似乎对这个说法感到很奇怪,楚谨然问道:“天真?”
“是的。”司诡笑眯眯的点头:“如若不天真,又为何会彼此不合到使自家底下的弟子也不合呢?哎呀,甚至要到达了反目成仇的地步了呢。他们难道真的认为妖界不会卷土重来了么?”
楚谨然没从司诡的话中听出任何可惜之处,反而颇有幸灾乐祸的意味。他沉默片刻,方问道:“可这样玄真长老不会酿下大错么?”
“酿下大错的不是他。”司诡悠悠的说道:“是纵情谷的那位凤鸣长老。况且……”他转过脸去,目视前方流云,风送来他低到近乎呢喃的声音:“我只要玄真活着就好。其他人,又有什么所谓呢?”
楚谨然决定装作没听见。他在呼呼啸风狂奔而来,撞在他冰色保护罩上的砰响声问道:“那么如今人界如此排斥妖族……或是□□妖族的原因也是因为三百年前的战争?”

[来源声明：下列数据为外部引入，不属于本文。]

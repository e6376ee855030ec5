use std::collections::HashMap;
use std::sync::{Arc, Mutex, MutexGuard};
use std::time::Instant;

use anyhow::{anyhow, Result};
use sha2::{Digest, Sha256};

use super::Detector;
use crate::frame::Frame;

/// Tuning for the frame-difference detector.
#[derive(Clone, Debug, PartialEq)]
pub struct DiffDetectorConfig {
    /// Mean absolute luma change (0-255) that counts as motion.
    pub motion_threshold: f32,
    /// Per-pixel luma change that marks a pixel as changed.
    pub pixel_delta: u8,
    /// Changed bounding box area (fraction of frame) at which size confidence saturates.
    pub person_area: f32,
    /// Height/width ratio at which shape confidence saturates.
    pub person_aspect: f32,
}

impl Default for DiffDetectorConfig {
    fn default() -> Self {
        Self {
            motion_threshold: 1.0,
            pixel_delta: 25,
            person_area: 0.05,
            person_aspect: 2.0,
        }
    }
}

/// CPU detector built on frame differencing.
///
/// Motion compares each frame with the previous frame of the same camera.
/// Human presence scores the changed region: tall, reasonably large regions
/// score high, frame-wide changes (lighting, camera shake) score low.
#[derive(Default)]
pub struct DiffDetector {
    config: DiffDetectorConfig,
    cameras: Mutex<HashMap<String, Arc<Mutex<CameraState>>>>,
}

#[derive(Default)]
struct CameraState {
    last_hash: Option<[u8; 32]>,
    last_luma: Option<Vec<u8>>,
    /// Analysis of the most recent frame, keyed by sequence number and capture
    /// instant. Sequence numbers start over when a stream is restarted.
    last: Option<(FrameKey, Analysis)>,
}

type FrameKey = (u64, Instant);

#[derive(Clone, Copy, Debug, Default, PartialEq)]
struct Analysis {
    mean_delta: f32,
    /// Changed bounding box as (min_x, min_y, max_x, max_y), inclusive.
    bbox: Option<(u32, u32, u32, u32)>,
}

impl DiffDetector {
    pub fn new(config: DiffDetectorConfig) -> Self {
        Self {
            config,
            cameras: Mutex::new(HashMap::new()),
        }
    }

    fn camera_state(&self, camera: &str) -> Arc<Mutex<CameraState>> {
        let mut cameras = self
            .cameras
            .lock()
            .unwrap_or_else(|poisoned| poisoned.into_inner());
        cameras.entry(camera.to_string()).or_default().clone()
    }

    fn analyze(&self, frame: &Frame) -> Result<Analysis> {
        if !frame.is_rgb() {
            return Err(anyhow!(
                "frame {} of camera '{}' is not {}x{} RGB8",
                frame.seq(),
                frame.camera(),
                frame.width(),
                frame.height()
            ));
        }
        let state = self.camera_state(frame.camera());
        let mut state = lock(&state);
        let key = (frame.seq(), frame.captured_at());
        if let Some((last_key, analysis)) = state.last {
            if last_key == key {
                return Ok(analysis);
            }
        }

        let current_hash: [u8; 32] = Sha256::digest(frame.pixels()).into();
        let unchanged = state.last_hash == Some(current_hash);
        state.last_hash = Some(current_hash);

        let analysis = if unchanged {
            Analysis::default()
        } else {
            let luma = to_luma(frame.pixels());
            let analysis = match &state.last_luma {
                Some(prev) if prev.len() == luma.len() => {
                    compare(prev, &luma, frame.width(), self.config.pixel_delta)
                }
                // First frame, or the resolution changed: nothing to compare with.
                _ => Analysis::default(),
            };
            state.last_luma = Some(luma);
            analysis
        };
        state.last = Some((key, analysis));
        Ok(analysis)
    }

    fn human_confidence(&self, analysis: &Analysis, width: u32, height: u32) -> f32 {
        let Some((x0, y0, x1, y1)) = analysis.bbox else {
            return 0.0;
        };
        let box_w = (x1 - x0 + 1) as f32;
        let box_h = (y1 - y0 + 1) as f32;
        let frame_area = (width as f32) * (height as f32);
        if frame_area == 0.0 {
            return 0.0;
        }

        let aspect = box_h / box_w;
        let shape = ((aspect - 1.0) / (self.config.person_aspect - 1.0).max(f32::EPSILON))
            .clamp(0.0, 1.0);
        let size = ((box_w * box_h) / frame_area / self.config.person_area).clamp(0.0, 1.0);
        shape * size
    }
}

impl Detector for DiffDetector {
    fn name(&self) -> &'static str {
        "diff"
    }

    fn detect_motion(&self, frame: &Frame) -> Result<bool> {
        let analysis = self.analyze(frame)?;
        Ok(analysis.mean_delta >= self.config.motion_threshold)
    }

    fn detect_human(&self, frame: &Frame, confidence_threshold: f32) -> Result<bool> {
        let analysis = self.analyze(frame)?;
        let confidence = self.human_confidence(&analysis, frame.width(), frame.height());
        log::debug!(
            "diff detector: camera '{}' frame {} human confidence {:.2}",
            frame.camera(),
            frame.seq(),
            confidence
        );
        Ok(confidence >= confidence_threshold)
    }
}

fn lock(state: &Mutex<CameraState>) -> MutexGuard<'_, CameraState> {
    state.lock().unwrap_or_else(|poisoned| poisoned.into_inner())
}

fn to_luma(rgb: &[u8]) -> Vec<u8> {
    rgb.chunks_exact(3)
        .map(|px| ((px[0] as u32 * 299 + px[1] as u32 * 587 + px[2] as u32 * 114) / 1000) as u8)
        .collect()
}

fn compare(prev: &[u8], curr: &[u8], width: u32, pixel_delta: u8) -> Analysis {
    let width = width.max(1) as usize;
    let mut total: u64 = 0;
    let mut bbox: Option<(u32, u32, u32, u32)> = None;
    for (i, (&a, &b)) in prev.iter().zip(curr).enumerate() {
        let delta = a.abs_diff(b);
        total += delta as u64;
        if delta >= pixel_delta {
            let (x, y) = ((i % width) as u32, (i / width) as u32);
            bbox = Some(match bbox {
                None => (x, y, x, y),
                Some((x0, y0, x1, y1)) => (x0.min(x), y0.min(y), x1.max(x), y1.max(y)),
            });
        }
    }
    Analysis {
        mean_delta: total as f32 / curr.len().max(1) as f32,
        bbox,
    }
}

“当然了~不然人界如此排斥妖族,还会是因为什么呢?”司诡转过头来,一双桃花眼幽深,却转忽间潋滟起来:“听说妖界目今在寻他们的妖王,你说,这是为了什么呢?”
楚谨然不答。因为他们到了门派广场中央。
见司诡来了,其他几个陵、丘、谷的弟子排成纵列,整齐有序的走至司诡面前。
“参见司诡师叔。”分别身着黑衫青衫红衣的众弟子纷纷半跪而下。
“哎呀~”司诡微笑道:“都这么多礼干什么呢?还不快快起来。”说是让他们起来,司诡却毫无伸出手施法力让众弟子起来的意思.

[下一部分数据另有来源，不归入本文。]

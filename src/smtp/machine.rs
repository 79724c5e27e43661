use std::fmt;

use super::classify::{ReplyClass, classify_reply};
use super::session::SmtpReply;
use super::types::{ProbeOutcome, SmtpDetails};

/// Position of a probe session in the SMTP dialogue.
#[cfg_attr(feature = "with-serde", derive(serde::Serialize, serde::Deserialize))]
#[derive(Debug, Clone, Copy, PartialEq, Eq)]
pub enum SmtpState {
    Connecting,
    /// Connected, waiting for the 220 banner.
    Greeting,
    /// EHLO (or the HELO fallback) sent.
    HelloSent,
    SenderSent,
    RecipientSent,
    Closed,
    Failed,
}

#[derive(Debug, Clone, PartialEq, Eq)]
pub enum Command {
    Ehlo(String),
    Helo(String),
    MailFrom(String),
    RcptTo(String),
    Quit,
}

impl fmt::Display for Command {
    fn fmt(&self, f: &mut fmt::Formatter<'_>) -> fmt::Result {
        match self {
            Self::Ehlo(name) => write!(f, "EHLO {name}"),
            Self::Helo(name) => write!(f, "HELO {name}"),
            Self::MailFrom(sender) => write!(f, "MAIL FROM:<{sender}>"),
            Self::RcptTo(rcpt) => write!(f, "RCPT TO:<{rcpt}>"),
            Self::Quit => f.write_str("QUIT"),
        }
    }
}

#[derive(Debug, Clone, Copy, PartialEq, Eq)]
enum Recipient {
    Target,
    CatchAll,
}

/// Pure transition function of a probe: it consumes server replies and
/// yields the next command, without touching the network. `DATA` is never
/// part of the dialogue.
#[derive(Debug, Clone)]
pub struct ProbeMachine {
    state: SmtpState,
    helo: String,
    sender: String,
    target: String,
    catch_all_target: Option<String>,
    recipient: Recipient,
    helo_fallback_used: bool,
    details: SmtpDetails,
    outcome: ProbeOutcome,
    reason: Option<String>,
}

impl ProbeMachine {
    pub fn new(
        helo: impl Into<String>,
        sender: impl Into<String>,
        target: impl Into<String>,
        catch_all_target: Option<String>,
    ) -> Self {
        Self {
            state: SmtpState::Connecting,
            helo: helo.into(),
            sender: sender.into(),
            target: target.into(),
            catch_all_target,
            recipient: Recipient::Target,
            helo_fallback_used: false,
            details: SmtpDetails::default(),
            outcome: ProbeOutcome::Unavailable,
            reason: Some("probe not started".to_string()),
        }
    }

    pub fn state(&self) -> SmtpState {
        self.state
    }

    pub fn details(&self) -> SmtpDetails {
        self.details
    }

    pub fn outcome(&self) -> ProbeOutcome {
        self.outcome
    }

    pub fn reason(&self) -> Option<&str> {
        self.reason.as_deref()
    }

    pub fn is_finished(&self) -> bool {
        matches!(self.state, SmtpState::Closed | SmtpState::Failed)
    }

    /// The TCP (or proxied) connection is up; the banner is expected next.
    /// The host only counts as existing once a 220 greeting arrives.
    pub fn connected(&mut self) {
        if self.state == SmtpState::Connecting {
            self.state = SmtpState::Greeting;
            self.reason = None;
        }
    }

    /// I/O error or timeout. A session already closing keeps its verdict;
    /// otherwise no mailbox verdict survives.
    pub fn fail(&mut self, reason: impl Into<String>) {
        if self.is_finished() {
            return;
        }
        self.state = SmtpState::Failed;
        self.outcome = ProbeOutcome::Unavailable;
        self.details.deliverable = false;
        self.reason = Some(reason.into());
    }

    /// Feeds one server reply; returns the command to send next, or `None`
    /// when the session is over.
    pub fn advance(&mut self, reply: &SmtpReply) -> Option<Command> {
        match self.state {
            SmtpState::Connecting => {
                self.fail("reply received before connection was established");
                None
            }
            SmtpState::Greeting => {
                if reply.code == 220 {
                    self.details.host_exists = true;
                    self.state = SmtpState::HelloSent;
                    Some(Command::Ehlo(self.helo.clone()))
                } else {
                    self.give_up(reply, "greeting refused")
                }
            }
            SmtpState::HelloSent => {
                if reply.is_positive_completion() {
                    self.state = SmtpState::SenderSent;
                    Some(Command::MailFrom(self.sender.clone()))
                } else if reply.is_permanent_failure() && !self.helo_fallback_used {
                    self.helo_fallback_used = true;
                    Some(Command::Helo(self.helo.clone()))
                } else {
                    self.give_up(reply, "HELO rejected")
                }
            }
            SmtpState::SenderSent => {
                if reply.is_positive_completion() {
                    self.state = SmtpState::RecipientSent;
                    self.recipient = Recipient::Target;
                    Some(Command::RcptTo(self.target.clone()))
                } else {
                    self.give_up(reply, "MAIL FROM rejected")
                }
            }
            SmtpState::RecipientSent => match self.recipient {
                Recipient::Target => self.on_target_reply(reply),
                Recipient::CatchAll => self.on_catch_all_reply(reply),
            },
            SmtpState::Closed | SmtpState::Failed => None,
        }
    }

    fn on_target_reply(&mut self, reply: &SmtpReply) -> Option<Command> {
        let class = classify_reply(reply);
        self.reason = Some(format!("RCPT TO answered {} ({class:?})", reply.code));
        match class {
            ReplyClass::Accepted => {
                self.details.deliverable = true;
                self.outcome = ProbeOutcome::Accepted;
                self.reason = None;
                if let Some(random) = self.catch_all_target.clone() {
                    self.recipient = Recipient::CatchAll;
                    return Some(Command::RcptTo(random));
                }
            }
            ReplyClass::MailboxUnavailable => self.outcome = ProbeOutcome::Rejected,
            ReplyClass::Disabled => {
                self.details.disabled = true;
                self.outcome = ProbeOutcome::Rejected;
            }
            ReplyClass::FullInbox => {
                self.details.full_inbox = true;
                self.outcome = ProbeOutcome::TemporaryFailure;
            }
            ReplyClass::Greylisted | ReplyClass::TryAgainLater => {
                self.outcome = ProbeOutcome::TemporaryFailure;
            }
            ReplyClass::ServiceClosing => {
                self.outcome = ProbeOutcome::TemporaryFailure;
                self.state = SmtpState::Closed;
                return None;
            }
            ReplyClass::Blocked | ReplyClass::Unexpected => {
                self.outcome = ProbeOutcome::Unavailable;
            }
        }
        self.close()
    }

    fn on_catch_all_reply(&mut self, reply: &SmtpReply) -> Option<Command> {
        match classify_reply(reply) {
            ReplyClass::Accepted => {
                self.details.catch_all = true;
                self.details.deliverable = false;
                self.reason = Some("server accepts any recipient (catch-all)".to_string());
                self.close()
            }
            ReplyClass::ServiceClosing => {
                self.state = SmtpState::Closed;
                None
            }
            _ => self.close(),
        }
    }

    fn give_up(&mut self, reply: &SmtpReply, context: &str) -> Option<Command> {
        self.outcome = if reply.is_transient_failure() {
            ProbeOutcome::TemporaryFailure
        } else {
            ProbeOutcome::Unavailable
        };
        self.reason = Some(format!("{context}: {} {}", reply.code, reply.text()));
        if reply.code == 421 {
            self.state = SmtpState::Closed;
            return None;
        }
        self.close()
    }

    fn close(&mut self) -> Option<Command> {
        self.state = SmtpState::Closed;
        Some(Command::Quit)
    }
}

#[cfg(test)]
mod tests {
    use super::*;

    fn ok(code: u16) -> SmtpReply {
        SmtpReply::new(code, "ok")
    }

    fn machine(catch_all: bool) -> ProbeMachine {
        let random = catch_all.then(|| "zq8x1k2m@example.com".to_string());
        let mut m = ProbeMachine::new("localhost", "user@example.org", "alice@example.com", random);
        m.connected();
        m
    }

    fn through_sender(m: &mut ProbeMachine) {
        assert_eq!(m.advance(&ok(220)), Some(Command::Ehlo("localhost".into())));
        assert_eq!(
            m.advance(&ok(250)),
            Some(Command::MailFrom("user@example.org".into()))
        );
        assert_eq!(
            m.advance(&ok(250)),
            Some(Command::RcptTo("alice@example.com".into()))
        );
        assert_eq!(m.state(), SmtpState::RecipientSent);
    }

    #[test]
    fn accepted_without_catch_all_check() {
        let mut m = machine(false);
        through_sender(&mut m);
        assert_eq!(m.advance(&ok(250)), Some(Command::Quit));
        assert_eq!(m.state(), SmtpState::Closed);
        assert_eq!(m.advance(&ok(221)), None);
        assert!(m.details().deliverable);
        assert!(m.details().host_exists);
        assert_eq!(m.outcome(), ProbeOutcome::Accepted);
    }

    #[test]
    fn random_recipient_accepted_means_catch_all() {
        let mut m = machine(true);
        through_sender(&mut m);
        assert_eq!(
            m.advance(&ok(250)),
            Some(Command::RcptTo("zq8x1k2m@example.com".into()))
        );
        assert_eq!(m.advance(&ok(250)), Some(Command::Quit));
        let details = m.details();
        assert!(details.catch_all);
        assert!(!details.deliverable);
    }

    #[test]
    fn random_recipient_rejected_keeps_verdict() {
        let mut m = machine(true);
        through_sender(&mut m);
        m.advance(&ok(250));
        assert_eq!(
            m.advance(&SmtpReply::new(550, "5.1.1 unknown")),
            Some(Command::Quit)
        );
        assert!(!m.details().catch_all);
        assert!(m.details().deliverable);
        assert_eq!(m.outcome(), ProbeOutcome::Accepted);
    }

    #[test]
    fn rejection_skips_catch_all_probe() {
        let mut m = machine(true);
        through_sender(&mut m);
        assert_eq!(
            m.advance(&SmtpReply::new(550, "5.1.1 User unknown")),
            Some(Command::Quit)
        );
        assert_eq!(m.outcome(), ProbeOutcome::Rejected);
        assert!(!m.details().deliverable);
    }

    #[test]
    fn full_inbox_is_temporary() {
        let mut m = machine(true);
        through_sender(&mut m);
        m.advance(&SmtpReply::new(452, "4.2.2 Mailbox full"));
        assert!(m.details().full_inbox);
        assert_eq!(m.outcome(), ProbeOutcome::TemporaryFailure);
    }

    #[test]
    fn disabled_account_is_rejected() {
        let mut m = machine(false);
        through_sender(&mut m);
        m.advance(&SmtpReply::new(550, "5.2.1 The email account is disabled"));
        assert!(m.details().disabled);
        assert_eq!(m.outcome(), ProbeOutcome::Rejected);
    }

    #[test]
    fn service_closing_ends_without_quit() {
        let mut m = machine(true);
        through_sender(&mut m);
        assert_eq!(m.advance(&SmtpReply::new(421, "too busy")), None);
        assert_eq!(m.state(), SmtpState::Closed);
        assert_eq!(m.outcome(), ProbeOutcome::TemporaryFailure);
    }

    #[test]
    fn ehlo_rejection_falls_back_to_helo_once() {
        let mut m = machine(false);
        m.advance(&ok(220));
        assert_eq!(
            m.advance(&SmtpReply::new(502, "not implemented")),
            Some(Command::Helo("localhost".into()))
        );
        assert_eq!(
            m.advance(&SmtpReply::new(502, "still no")),
            Some(Command::Quit)
        );
        assert_eq!(m.outcome(), ProbeOutcome::Unavailable);
    }

    #[test]
    fn refused_greeting_quits() {
        let mut m = machine(false);
        assert_eq!(
            m.advance(&SmtpReply::new(554, "no service")),
            Some(Command::Quit)
        );
        assert_eq!(m.outcome(), ProbeOutcome::Unavailable);
        assert!(!m.details().host_exists);
    }

    #[test]
    fn host_exists_only_after_banner() {
        let mut m = machine(false);
        assert!(!m.details().host_exists);
        m.fail("timed out waiting for banner");
        assert!(!m.details().host_exists);

        let mut m = machine(false);
        m.advance(&ok(220));
        assert!(m.details().host_exists);
    }

    #[test]
    fn drop_during_catch_all_check_clears_deliverable() {
        let mut m = machine(true);
        through_sender(&mut m);
        assert_eq!(
            m.advance(&ok(250)),
            Some(Command::RcptTo("zq8x1k2m@example.com".into()))
        );
        m.fail("connection reset");
        assert_eq!(m.state(), SmtpState::Failed);
        assert_eq!(m.outcome(), ProbeOutcome::Unavailable);
        assert!(!m.details().deliverable);
        assert!(!m.details().catch_all);
    }

    #[test]
    fn failure_after_close_keeps_verdict() {
        let mut m = machine(false);
        through_sender(&mut m);
        m.advance(&ok(250));
        m.fail("connection reset");
        assert_eq!(m.state(), SmtpState::Closed);
        assert_eq!(m.outcome(), ProbeOutcome::Accepted);
    }

    #[test]
    fn failure_mid_dialogue_is_unavailable() {
        let mut m = machine(false);
        m.advance(&ok(220));
        m.fail("timed out");
        assert_eq!(m.state(), SmtpState::Failed);
        assert_eq!(m.outcome(), ProbeOutcome::Unavailable);
        assert_eq!(m.reason(), Some("timed out"));
    }

    #[test]
    fn null_sender_renders_empty_path() {
        assert_eq!(Command::MailFrom(String::new()).to_string(), "MAIL FROM:<>");
        assert_eq!(
            Command::RcptTo("a@b.c".into()).to_string(),
            "RCPT TO:<a@b.c>"
        );
    }
}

众弟子齐言:“谢师叔。”便很整齐的起身。细细看去,他们每个人半跪而下和起身的时间几乎别无二致。
大抵凌霄宫是很重礼节的吧,是以他们才会做的如此周全。而楚谨然在初到凌霄宫的时候,玄真也不过是淡淡说了句:“要注意礼节。”便再无二话。后期司诡也忘了关于礼节之事,但牢记玄真师父之言的楚谨然,中找出来一本关于凌霄宫礼仪的书。不过令他惊奇的是,除凌霄宫外,还有关于各门各派的礼仪,甚至各门各派下的每个长老所管理的地域都有相关的礼节,但是泠雪宫的礼节中只写了这么一句话:无用之事,学它作甚?
楚谨然非常欣赏设定泠雪宫礼仪之人。
尽管心里脑里想了这么多,在荡丘波的清云师叔向他走来时,楚谨然还是乖乖行了个抱拳礼,道:“师叔好。”
唯有在头一次出门历练时,各弟子才会对领队师父施以大礼。毕竟第一次出门历练代表着各弟子都有了独当一面的能力,和将要真正成熟,脱离门派到外独自历练的标志。

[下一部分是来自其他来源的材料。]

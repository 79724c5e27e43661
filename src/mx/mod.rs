//! DNS mail-host resolution.
//!
//! [`resolve_mail_hosts`] queries MX records through a [`DnsLookup`]
//! implementation, falls back to A/AAAA records, and folds every failure
//! into an [`MxStatus`] instead of an error.

mod error;
mod resolver;
mod types;

pub use error::MxError as Error;
pub use resolver::{DnsLookup, SystemDns, resolve_mail_hosts};
pub use types::{MxRecord, MxStatus};

#[cfg(test)]
pub(crate) mod tests;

而带领师叔若是很有个性,就不必本门派的弟子行大礼,很明显,司诡便是这么一位很有个性的师叔。
故而楚谨然并未行大礼,但遇到别的师叔,该有的礼节还是应有的。
……即便是他不知道这位师叔是谁。
四个门派除泠雪峰中,只有这位师叔亲自带领弟子来了。
这代表着这位师叔很关心他门下的弟子……而且,据师叔脸上温和的笑来看,他应该也是个脾气很好的人?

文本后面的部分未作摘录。